● EXERCISE GOAL:
Report each line of the entries that contains the word "impl", copied in full.

-------- DATA SUPPLIED

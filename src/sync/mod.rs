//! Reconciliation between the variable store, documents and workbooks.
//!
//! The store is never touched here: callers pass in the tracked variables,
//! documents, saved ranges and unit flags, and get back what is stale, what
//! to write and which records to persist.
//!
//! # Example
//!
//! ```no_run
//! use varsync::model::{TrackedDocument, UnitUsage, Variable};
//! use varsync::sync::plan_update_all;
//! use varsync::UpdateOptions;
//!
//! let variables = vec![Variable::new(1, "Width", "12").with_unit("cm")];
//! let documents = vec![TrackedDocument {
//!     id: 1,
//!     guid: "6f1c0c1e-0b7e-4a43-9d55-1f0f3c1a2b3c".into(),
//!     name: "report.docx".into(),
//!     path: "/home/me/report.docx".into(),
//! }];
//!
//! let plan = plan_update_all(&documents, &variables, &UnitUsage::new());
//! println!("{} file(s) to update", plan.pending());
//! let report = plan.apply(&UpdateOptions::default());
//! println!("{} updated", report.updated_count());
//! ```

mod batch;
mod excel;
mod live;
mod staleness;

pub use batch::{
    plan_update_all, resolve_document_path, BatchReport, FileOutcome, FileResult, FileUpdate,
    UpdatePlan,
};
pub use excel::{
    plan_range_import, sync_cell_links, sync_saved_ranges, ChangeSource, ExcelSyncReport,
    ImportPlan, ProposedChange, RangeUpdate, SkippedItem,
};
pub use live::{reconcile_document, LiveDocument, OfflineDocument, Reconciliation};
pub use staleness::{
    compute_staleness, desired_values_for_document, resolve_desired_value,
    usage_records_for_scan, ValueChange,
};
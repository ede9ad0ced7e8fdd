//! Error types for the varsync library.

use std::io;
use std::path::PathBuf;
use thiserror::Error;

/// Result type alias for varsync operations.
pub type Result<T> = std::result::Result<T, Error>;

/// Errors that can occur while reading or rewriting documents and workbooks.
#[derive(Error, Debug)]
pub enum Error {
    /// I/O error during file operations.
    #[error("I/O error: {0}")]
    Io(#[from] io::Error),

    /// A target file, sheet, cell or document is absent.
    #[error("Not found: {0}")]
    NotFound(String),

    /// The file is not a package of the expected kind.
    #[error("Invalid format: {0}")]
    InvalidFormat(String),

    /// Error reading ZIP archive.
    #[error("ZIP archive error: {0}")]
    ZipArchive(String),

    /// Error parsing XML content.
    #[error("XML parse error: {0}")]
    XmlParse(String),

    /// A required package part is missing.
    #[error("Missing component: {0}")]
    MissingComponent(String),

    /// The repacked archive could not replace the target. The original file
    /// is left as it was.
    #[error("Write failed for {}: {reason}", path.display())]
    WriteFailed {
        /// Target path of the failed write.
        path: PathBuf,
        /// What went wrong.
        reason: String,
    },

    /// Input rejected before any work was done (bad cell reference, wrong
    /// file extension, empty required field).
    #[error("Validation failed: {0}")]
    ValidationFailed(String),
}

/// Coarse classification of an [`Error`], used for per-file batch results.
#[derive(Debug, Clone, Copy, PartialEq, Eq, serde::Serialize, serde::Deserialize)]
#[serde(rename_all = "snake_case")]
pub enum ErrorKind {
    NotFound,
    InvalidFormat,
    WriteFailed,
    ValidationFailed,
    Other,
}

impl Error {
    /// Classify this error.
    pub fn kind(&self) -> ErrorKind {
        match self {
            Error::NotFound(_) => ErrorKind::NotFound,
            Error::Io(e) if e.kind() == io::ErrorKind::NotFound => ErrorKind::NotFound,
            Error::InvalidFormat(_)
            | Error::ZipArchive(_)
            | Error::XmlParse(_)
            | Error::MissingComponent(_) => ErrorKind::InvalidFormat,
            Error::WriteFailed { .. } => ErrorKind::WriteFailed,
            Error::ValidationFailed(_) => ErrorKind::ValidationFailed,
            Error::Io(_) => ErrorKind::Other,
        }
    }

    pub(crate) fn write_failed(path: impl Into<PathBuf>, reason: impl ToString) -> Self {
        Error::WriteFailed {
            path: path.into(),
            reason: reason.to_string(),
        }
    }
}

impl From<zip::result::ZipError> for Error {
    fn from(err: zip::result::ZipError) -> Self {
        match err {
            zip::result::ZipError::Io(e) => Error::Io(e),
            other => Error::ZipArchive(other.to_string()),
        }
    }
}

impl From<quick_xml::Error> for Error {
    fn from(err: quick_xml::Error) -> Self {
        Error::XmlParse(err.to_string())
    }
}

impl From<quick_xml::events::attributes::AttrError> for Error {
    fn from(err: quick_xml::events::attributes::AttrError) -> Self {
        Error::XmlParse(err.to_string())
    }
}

----------------

● WRITTEN RESPONSE:
impl Error {
    pub(crate) fn write_failed(path: impl Into<PathBuf>, reason: impl ToString) -> Self {
impl From<zip::result::ZipError> for Error {
impl From<quick_xml::Error> for Error {
impl From<quick_xml::events::attributes::AttrError> for Error {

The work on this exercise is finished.